Are You a 20-something Dealing With The Quarter-Life Crisis?

ATLANTA, Ga.–Doubt. Fear. Uncertainty. All key factors in the millennia man or woman who are unsure about their futures or regretful of their past and how it got them where they are.

But you are not alone.

The 18-year-old me would call the 25-year-old me a failure because I didn’t have the following that I said I would by this time: My law degree and Entertainment Law practice, a Lamborghini, a condo in Washington DC or engaged to a man in the same upper-class income I thought I would be in. I would also shun myself for not having one, but two children out of wedlock.

But what the 18-year-old me didn’t know that the 25-year-old me knows know it the true meaning of the Locus of Control. While there are factors of my life I cold have very much controlled, there are key changes I did not plan for or see coming, i.e the death of my mother and becoming an instant adult after 22 years of having everything done for me.

And although I launched a media company and began a somewhat-successful corporate career in supply chain management, in my head I was not where I wanted to be.

In our 20s is when we discover that life is real and sh*t can get real. Really fast. And many 20-something’s are drowning in depression and concealing it with alcohol, excessive partying, drugs and fake smiles. Add in student loan debt, underpaid, unemployed or anxiety and boom! There’s a recipe for the average millennial.

I knew I was going through something when I would spend top dollar for a piece of mind just to be alone and think about absolutely nothing. An outlet to escape and really listen to what the universe was trying to tell me about my next move.
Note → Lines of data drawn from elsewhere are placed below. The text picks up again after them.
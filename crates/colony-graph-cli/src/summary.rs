//! Plain-text summary of a built colony.

use std::io::{self, Write};

use colony_graph::{Colony, PinNode, RouteEdge};

/// Writes the nodes, edges, rank groups and legend of a colony.
pub fn write_summary(out: &mut impl Write, colony: &Colony) -> io::Result<()> {
    let info = colony.info();
    writeln!(
        out,
        "Colony {} ({}, system {}, upgrade {}, updated {})",
        info.planet_name,
        info.planet_type,
        info.solar_system_id,
        info.command_center_upgrade_level,
        info.last_update_string(),
    )?;

    let links = colony.link_graph();
    writeln!(
        out,
        "  link graph: {} nodes, {} edges",
        links.node_count(),
        links.edge_count()
    )?;
    for node in links.nodes() {
        write_node(out, node)?;
    }
    for (source, target, edge) in links.edges() {
        writeln!(out, "    link {source} -- {target} level {}", edge.level())?;
    }

    let routes = colony.route_graph();
    let legend = colony.legend_graph();
    writeln!(
        out,
        "  route graph: {} nodes, {} edges, {} rank groups",
        routes.node_count(),
        routes.edge_count(),
        routes.rank_groups().len()
    )?;
    for (source, target, edge) in routes.edges() {
        match edge {
            RouteEdge::Flow(flow) => {
                let commodity = legend
                    .node(flow.content_type_id())
                    .map_or("?", |node| node.label());
                writeln!(
                    out,
                    "    route {source} -> {target} {commodity} {}",
                    flow.color()
                )?;
            }
            RouteEdge::Alignment(alignment) => {
                writeln!(
                    out,
                    "    align {source} -> {target} weight {}",
                    alignment.weight()
                )?;
            }
        }
    }
    for group in routes.rank_groups() {
        let members: Vec<String> = group.members().iter().map(ToString::to_string).collect();
        writeln!(
            out,
            "    rank same (schematic {}): {}",
            group.schematic_id(),
            members.join(", ")
        )?;
    }

    writeln!(out, "  legend: {} commodities", legend.node_count())?;
    for node in legend.nodes() {
        writeln!(
            out,
            "    {} {} {}",
            node.content_type_id(),
            node.label(),
            node.color()
        )?;
    }

    Ok(())
}

fn write_node(out: &mut impl Write, node: &PinNode) -> io::Result<()> {
    let point = node.position().point();
    writeln!(
        out,
        "    pin {} [{}] {} @ ({:.1}, {:.1})",
        node.pin_id(),
        node.shape().render_name(),
        node.label(),
        point.x(),
        point.y()
    )
}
One day I woke up and realized how indecisive I was about almost everything. From school to constant career changes, friends, the caliber of men I was dating, my fear of dating altogether, how I styled my hair… the list goes on.

And reconnecting with family and friends can be somewhat debilitating, especially during the holidays. When people ask questions about school, career, or love life it makes you cringe. And you may even wonder, when will someone ask me am I happy? So I can tell them that I’m not? And actually SUPPORT me through this?

It’s imperative those going through this find support in loved ones.

It wasn’t until I was riding in the car with an old flame who came to visit me from out of town that I self-diagnosed myself with the Quarter-Life Crisis. As I heard myself tell him everything that was going on with me, (I never opened up to him…ever) I began to confirm how badly things had snowballed out of control.

But what he said was so simple, yet so powerful in the moment:

“It’s okay.”

What?! It’s okay to feel like this? So, you’re telling me I’m not weird, a failure, irresponsible? I’m not? I didn’t miss my calling in life? No? Really?

I’m not sure where the preconceived notion of life being a linear line came from. Nor I’m not sure where myself and plenty others are thinking that life is a sprint and not a marathon.

Because it’s unrealistic. Sh*t happens. But when it does, you have to get back up and not run away from your problems.

Who said you had to have everything life has to offer in your twenties? What will be left to obtain for the remainder of your life?

My favorite quote by Media Mogul and my she-ro Oprah Winfrey is, “You Can have it all–just not all at once.” This is coming from a self-made billionaire who has been abused, mistreated, hired, fired and backstabbed during her twenties yet still, rose above it all to become one of the wealthiest, respected media powerhouses globally.

You can get a thousand “no’s” but somebody will tell you yes.

This is the time of harvest and manifestation of finding yourself. Being unsure is a way of growth pushing out comfort for you to reach your destiny.

Exposure to new things and/or an environment can help you discover the real you. Facing your inhibitions head on of change will channel your inner butterfly from the capillary stage.

Also, taking charge in your life by not blaming yourself and others for your shortcomings, accepting what you can’t change and working daily on creating the life you want can help you adjust to the “You” that you are underneath it all.

May peace be upon all the twenty-somethings transitioning from comfort to growth to be the best version of themselves.